Canada recalled that on 27 March it had first requested the establishment of a panel to examine this dispute, as consultations held in January with the United States had failed to resolve the matter. However, the United States objected to Canada’s first request. Canada reiterated its argument that the measures at issue were inconsistent with US obligations under the Agreement on Subsidies and Countervailing Measures (SCM Agreement) and the General Agreement on Tariffs and Trade (GATT) 1994. The duties imposed are having a negative impact on softwood lumber producers in various Canadian provinces, Canada said.
The United States reiterated its belief that the measures in question were fully consistent with US obligations under the WTO agreements. It also reiterated concerns that the Canadian request for a panel included an item that was not identified in Canada’s request for consultations, and was thus not subject to consultations; and that the request included claims against so-called measures that do not exist and could not be challenged “as such”. The United States said it was disappointed that Canada had proceeded to request a special DSB meeting to consider its second panel request rather than addressing these concerns.
Canada recalled that at the time of its request for consultations, it identified orders imposing countervailing and anti-dumping duties as measures that will be part of the dispute. Canada considered that the fact that the orders were issued after the consultations has not changed the scope and the essence of the dispute. It insisted that the orders at issue fall properly within the panel’s terms of reference.
The DSB agreed to the establishment of the panel. The European Union, Japan, Korea, China, Turkey, the Russian Federation, Brazil, Kazakhstan and Vietnam reserved their third-party rights to participate in the panel proceedings.
Anti-dumping measures applying differential pricing methodology to softwood lumber from Canada
Canada recalled that, after consultations held in January 2018 did not resolve the dispute, it requested on 27 March the establishment of a panel to review the United States’ application of the Differential Pricing Methodology in its anti-dumping determinations regarding softwood lumber from Canada. The US blocked that request at the 27 March DSB meeting. Canada said the United Stated acted inconsistently with its obligations under both the Anti-Dumping Agreement (ADA) and the GATT 1994.
Canada reiterated its request for the establishment of a panel and suggested, in accordance with Article 10.4 of the Dispute Settlement Understanding (DSU), that the matter be referred to the original panel that considered the Differential Pricing Methodology in DS464, “US — Anti-Dumping and Countervailing Measures on Large Residential Washers from Korea”. For softwood lumber producers and communities across Canada, these duties represent a considerable hardship, which only furthers the negative impact of the punitive countervailing measures imposed by the United States on the same product, Canada said.
The United States said it was disappointed with Canada’s decision to move forward with its second request and reiterated that its measures were fully consistent with US obligations under WTO law.
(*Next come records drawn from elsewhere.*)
// SPDX-License-Identifier: MPL-2.0
//! Playback state machine for the overlay.
//!
//! Exactly one state is active at a time:
//! - Loading: Source supplied, media not loaded yet
//! - Error: Missing source or fatal decode failure (terminal)
//! - Playing: Media is advancing
//! - Paused: Media holds its position
//! - Buffering: Media wants to play but is stalled
//! - Ended: Position reached the known duration

use super::status::PlaybackStatus;
use serde::{Deserialize, Serialize};

/// UI-visible playback state.
#[derive(Debug, Clone, Copy, PartialEq, Eq, Hash, Serialize, Deserialize)]
#[serde(rename_all = "snake_case")]
pub enum PlaybackState {
    Loading,
    Error,
    Playing,
    Paused,
    Buffering,
    Ended,
}

impl PlaybackState {
    /// Resolves the state described by a media status.
    ///
    /// Precedence: `Error` (not loaded with an error), then for loaded media
    /// `Ended` when the position reached a known duration, `Buffering`,
    /// `Playing`, and finally `Paused`. Returns `None` for a status that is
    /// neither loaded nor failed; it carries no state information.
    pub fn from_status(status: &PlaybackStatus) -> Option<Self> {
        if !status.is_loaded {
            return status.error.as_ref().map(|_| Self::Error);
        }

        let duration = status.known_duration();
        let state = if duration > 0 && status.position_millis >= duration {
            Self::Ended
        } else if status.is_buffering {
            Self::Buffering
        } else if status.should_play {
            Self::Playing
        } else {
            Self::Paused
        };
        Some(state)
    }

    /// Returns true if the video is currently playing.
    pub fn is_playing(self) -> bool {
        self == Self::Playing
    }

    /// Returns true once the instance has failed for good.
    pub fn is_error(self) -> bool {
        self == Self::Error
    }

    /// Returns true when media commands can be issued.
    pub fn accepts_commands(self) -> bool {
        !matches!(self, Self::Loading | Self::Error)
    }

    /// The state a play/pause toggle optimistically moves to.
    ///
    /// Anything that is not playing resumes; playing pauses.
    pub fn toggled(self) -> Self {
        if self == Self::Playing {
            Self::Paused
        } else {
            Self::Playing
        }
    }
}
It also noted that the panel request raises an item that was not identified in Canada’s request for consultations, and was thus not the subject of consultations. The United States also said that the panel request includes an unwarranted assertion of urgency and a “baseless” argument that the measures at issue are already the subject of a panel proceeding. The US said this is incorrect because the measure at issue is the final determination in the anti-dumping investigation of softwood lumber from Canada made in November 2017.
In response, Canada referred to its earlier comments regarding the non-existence of the measure during consultations and to its statements at the DSB meeting of 27 March with respect to Article 10.4 of the Dispute Settlement Understanding. The United States said that Article 10.4 concerns measures that are the subject of panel proceedings, which it considered not to be the case at hand; Canada’s request for the establishment of a panel referred to anti-dumping measures imposed on Canadian softwood lumber while the measure at issue in DS464 was the methodology used by the United States which Korea challenged as such. In the absence of an agreement on Canada’s request, the DSB cannot refer the matter to the original panel, the US said.
Canada replied that it was not requesting that the matter be referred to the original panel but rather that a panel be established. Canada explained that it would deal with panel composition in due course.